• [WHAT THE EXERCISE ASKS]: Copy verbatim the block of lines in the entries below whose first line contains "filename crates/deskclock-cli/src/commands/drag.rs" and whose last line contains "Bounds::symmetric(w, h.unwrap_or(w))". Leave out all other lines.

• [Saved data entries]:

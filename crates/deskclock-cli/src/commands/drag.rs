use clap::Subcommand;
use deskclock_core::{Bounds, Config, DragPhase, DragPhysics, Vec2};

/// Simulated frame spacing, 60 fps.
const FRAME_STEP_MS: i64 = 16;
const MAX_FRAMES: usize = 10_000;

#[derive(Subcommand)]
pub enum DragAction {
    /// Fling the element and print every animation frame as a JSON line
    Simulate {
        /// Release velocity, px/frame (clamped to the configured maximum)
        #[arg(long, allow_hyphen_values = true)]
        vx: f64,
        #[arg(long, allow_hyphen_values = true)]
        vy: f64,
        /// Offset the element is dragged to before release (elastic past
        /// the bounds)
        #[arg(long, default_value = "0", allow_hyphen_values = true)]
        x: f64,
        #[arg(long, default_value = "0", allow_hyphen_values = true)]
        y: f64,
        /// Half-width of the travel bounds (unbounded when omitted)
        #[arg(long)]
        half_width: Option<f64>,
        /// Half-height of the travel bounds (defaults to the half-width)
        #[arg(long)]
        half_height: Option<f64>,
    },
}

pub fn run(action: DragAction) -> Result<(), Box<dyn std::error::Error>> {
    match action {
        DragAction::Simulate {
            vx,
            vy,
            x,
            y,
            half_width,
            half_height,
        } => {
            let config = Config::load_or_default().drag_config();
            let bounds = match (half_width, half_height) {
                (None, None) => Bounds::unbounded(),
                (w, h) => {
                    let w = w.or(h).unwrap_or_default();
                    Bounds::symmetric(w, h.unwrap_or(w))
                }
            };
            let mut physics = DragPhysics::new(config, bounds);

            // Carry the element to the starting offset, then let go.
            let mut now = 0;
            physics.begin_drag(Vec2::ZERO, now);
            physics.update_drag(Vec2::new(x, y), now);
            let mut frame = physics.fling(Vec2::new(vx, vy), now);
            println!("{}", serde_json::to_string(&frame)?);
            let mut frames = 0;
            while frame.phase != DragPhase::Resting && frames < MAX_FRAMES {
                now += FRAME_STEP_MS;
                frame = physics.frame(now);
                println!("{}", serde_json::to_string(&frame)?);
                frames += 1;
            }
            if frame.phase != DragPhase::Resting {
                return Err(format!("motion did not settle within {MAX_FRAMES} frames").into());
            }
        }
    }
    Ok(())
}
==
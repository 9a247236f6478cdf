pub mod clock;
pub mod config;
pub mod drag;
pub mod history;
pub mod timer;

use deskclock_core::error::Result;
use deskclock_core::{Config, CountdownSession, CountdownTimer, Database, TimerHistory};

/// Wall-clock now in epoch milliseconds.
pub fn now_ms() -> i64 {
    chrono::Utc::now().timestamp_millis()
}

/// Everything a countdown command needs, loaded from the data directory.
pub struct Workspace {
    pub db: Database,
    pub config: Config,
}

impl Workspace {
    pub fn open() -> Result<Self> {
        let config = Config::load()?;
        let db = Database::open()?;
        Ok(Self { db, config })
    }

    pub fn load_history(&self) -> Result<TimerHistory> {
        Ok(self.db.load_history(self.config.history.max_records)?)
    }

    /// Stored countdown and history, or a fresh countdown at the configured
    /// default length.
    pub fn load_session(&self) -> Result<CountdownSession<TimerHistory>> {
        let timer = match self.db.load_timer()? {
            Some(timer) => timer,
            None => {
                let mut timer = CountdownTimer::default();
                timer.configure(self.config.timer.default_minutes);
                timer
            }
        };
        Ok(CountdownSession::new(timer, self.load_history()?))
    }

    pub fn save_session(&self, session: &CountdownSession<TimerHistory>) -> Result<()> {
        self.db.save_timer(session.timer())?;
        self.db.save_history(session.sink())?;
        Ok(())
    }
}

• [EXERCISE RESPONSE]:
filename crates/deskclock-cli/src/commands/drag.rs
use clap::Subcommand;
use deskclock_core::{Bounds, Config, DragPhase, DragPhysics, Vec2};

/// Simulated frame spacing, 60 fps.
const FRAME_STEP_MS: i64 = 16;
const MAX_FRAMES: usize = 10_000;

#[derive(Subcommand)]
pub enum DragAction {
    /// Fling the element and print every animation frame as a JSON line
    Simulate {
        /// Release velocity, px/frame (clamped to the configured maximum)
        #[arg(long, allow_hyphen_values = true)]
        vx: f64,
        #[arg(long, allow_hyphen_values = true)]
        vy: f64,
        /// Offset the element is dragged to before release (elastic past
        /// the bounds)
        #[arg(long, default_value = "0", allow_hyphen_values = true)]
        x: f64,
        #[arg(long, default_value = "0", allow_hyphen_values = true)]
        y: f64,
        /// Half-width of the travel bounds (unbounded when omitted)
        #[arg(long)]
        half_width: Option<f64>,
        /// Half-height of the travel bounds (defaults to the half-width)
        #[arg(long)]
        half_height: Option<f64>,
    },
}

pub fn run(action: DragAction) -> Result<(), Box<dyn std::error::Error>> {
    match action {
        DragAction::Simulate {
            vx,
            vy,
            x,
            y,
            half_width,
            half_height,
        } => {
            let config = Config::load_or_default().drag_config();
            let bounds = match (half_width, half_height) {
                (None, None) => Bounds::unbounded(),
                (w, h) => {
                    let w = w.or(h).unwrap_or_default();
                    Bounds::symmetric(w, h.unwrap_or(w))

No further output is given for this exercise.